#### DESCRIPTION OF THE TASK:
Would you retype exactly the lines from the one containing "which picks the" through the last line of the records below, and nothing else?

#### EXTRACTED RECORDS:
⟨
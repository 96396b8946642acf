//! Runtime type conditions for type-erased values
//!
//! ```
//! use std::any::Any;
//! use conditions::requires;
//!
//! let boxed: Box<dyn Any> = Box::new(42_u32);
//! assert!(requires(boxed, "payload").is_of_type::<u32>().is_ok());
//!
//! let missing: Option<Box<dyn Any>> = None;
//! assert!(requires(missing, "payload").is_not_of_type::<u32>().is_ok());
//! ```

use std::any::{Any, TypeId, type_name};

use crate::foundation::{ConditionError, ConditionFailure, Validator};

/// A possibly-null value whose concrete type is known only at runtime.
pub trait RuntimeType {
    /// The concrete type of the value, or `None` for null.
    fn runtime_type(&self) -> Option<TypeId>;
}

impl RuntimeType for &dyn Any {
    fn runtime_type(&self) -> Option<TypeId> {
        Some((**self).type_id())
    }
}

impl RuntimeType for &(dyn Any + Send) {
    fn runtime_type(&self) -> Option<TypeId> {
        Some((**self).type_id())
    }
}

impl RuntimeType for Box<dyn Any> {
    fn runtime_type(&self) -> Option<TypeId> {
        Some((**self).type_id())
    }
}

impl RuntimeType for Box<dyn Any + Send> {
    fn runtime_type(&self) -> Option<TypeId> {
        Some((**self).type_id())
    }
}

impl<R: RuntimeType> RuntimeType for Option<R> {
    fn runtime_type(&self) -> Option<TypeId> {
        self.as_ref().and_then(RuntimeType::runtime_type)
    }
}

/// Last path segment of a type name, or the full name for generic types.
pub(crate) fn short_type_name<T: ?Sized>() -> &'static str {
    let full = type_name::<T>();
    if full.contains('<') {
        return full;
    }
    full.rsplit("::").next().unwrap_or(full)
}

impl<R: RuntimeType> Validator<R> {
    /// Checks that the value's concrete type is `U`. Null fails.
    pub fn is_of_type<U: Any>(self) -> Result<Self, ConditionError> {
        let actual = self.value().runtime_type();
        self.verify(actual == Some(TypeId::of::<U>()), |name| {
            ConditionFailure::new(format!(
                "{name} should be of type {}",
                short_type_name::<U>()
            ))
            .with_null_value(actual.is_none())
        })
    }

    /// Checks that the value's concrete type is not `U`. Null passes.
    pub fn is_not_of_type<U: Any>(self) -> Result<Self, ConditionError> {
        let actual = self.value().runtime_type();
        self.verify(actual != Some(TypeId::of::<U>()), |name| {
            ConditionFailure::new(format!(
                "{name} should not be of type {}",
                short_type_name::<U>()
            ))
        })
    }
}
//! Boolean conditions
//!
//! `Option<bool>` is a nullable boolean: `None` is neither true nor false and
//! fails both checks as a null argument.

use crate::foundation::{ConditionError, ConditionFailure, Validator};

impl Validator<bool> {
    crate::condition_methods! {
        /// Checks that the value is `true`.
        fn is_true();
        rule(|value| *value)
        fail(|name| ConditionFailure::new(format!("{name} should be true")))

        /// Checks that the value is `false`.
        fn is_false();
        rule(|value| !*value)
        fail(|name| ConditionFailure::new(format!("{name} should be false")))
    }
}

impl Validator<Option<bool>> {
    /// Checks that the value is `Some(true)`.
    pub fn is_true(self) -> Result<Self, ConditionError> {
        self.expect_flag(true)
    }

    /// Checks that the value is `Some(false)`.
    pub fn is_false(self) -> Result<Self, ConditionError> {
        self.expect_flag(false)
    }

    fn expect_flag(self, expected: bool) -> Result<Self, ConditionError> {
        let value = *self.value();
        self.verify(value == Some(expected), |name| {
            ConditionFailure::new(format!("{name} should be {expected}"))
                .with_null_value(value.is_none())
        })
    }
}

#[cfg(test)]
mod tests {
    use crate::foundation::{ConditionError, requires};

    #[test]
    fn test_is_true() {
        assert!(requires(true, "a").is_true().is_ok());
        let err = requires(false, "a").is_true().unwrap_err();
        assert_eq!(err.condition(), "a should be true");
    }

    #[test]
    fn test_is_false() {
        assert!(requires(false, "a").is_false().is_ok());
        assert!(requires(true, "a").is_false().is_err());
    }

    #[test]
    fn test_nullable_boolean() {
        assert!(requires(Some(true), "a").is_true().is_ok());
        assert!(requires(Some(false), "a").is_false().is_ok());

        let err = requires(Some(true), "a").is_false().unwrap_err();
        assert!(matches!(err, ConditionError::InvalidArgument(_)));
        assert_eq!(err.condition(), "a should be false");

        let err = requires(None::<bool>, "a").is_true().unwrap_err();
        assert!(matches!(err, ConditionError::ArgumentNull(_)));
    }
}
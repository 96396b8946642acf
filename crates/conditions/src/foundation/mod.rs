//! Core types of the condition system
//!
//! - **[`Validator`]**: the value under validation, created by [`requires`]
//!   or [`ensures`]
//! - **[`Mode`]**: precondition or postcondition error strategy
//! - **[`Nullable`]**: which values count as null
//! - **Errors**: [`ConditionFailure`] (transient) and [`ConditionError`]
//! - **Messages**: description templates and [`MessageFormat`]
//!
//! # Architecture
//!
//! Every condition method follows the same three steps:
//!
//! 1. evaluate a predicate over the wrapped value;
//! 2. on failure, describe the condition (`"a should be between 1 and 3"`),
//!    or use the caller's [`Validator::described_as`] template instead;
//! 3. hand a [`ConditionFailure`] to [`Mode::build_error`], which picks the
//!    concrete [`ConditionError`] variant.
//!
//! Condition families themselves live in [`crate::conditions`].

pub mod error;
pub mod message;
pub mod mode;
pub mod nullable;
pub mod validator;

pub use error::{ConditionError, ConditionFailure, Violation, ViolationKind};
pub use message::{ARGUMENT_PLACEHOLDER, MessageFormat, format_description};
pub use mode::Mode;
pub use nullable::Nullable;
pub use validator::{
    DEFAULT_ARGUMENT_NAME, Validator, ensures, ensures_that, requires, requires_that,
};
⟩
#### FINISHED TASK:
//! 3. hand a [`ConditionFailure`] to [`Mode::build_error`], which picks the
//!    concrete [`ConditionError`] variant.
//!
//! Condition families themselves live in [`crate::conditions`].

pub mod error;
pub mod message;
pub mod mode;
pub mod nullable;
pub mod validator;

pub use error::{ConditionError, ConditionFailure, Violation, ViolationKind};
pub use message::{ARGUMENT_PLACEHOLDER, MessageFormat, format_description};
pub use mode::Mode;
pub use nullable::Nullable;
pub use validator::{
    DEFAULT_ARGUMENT_NAME, Validator, ensures, ensures_that, requires, requires_that,
};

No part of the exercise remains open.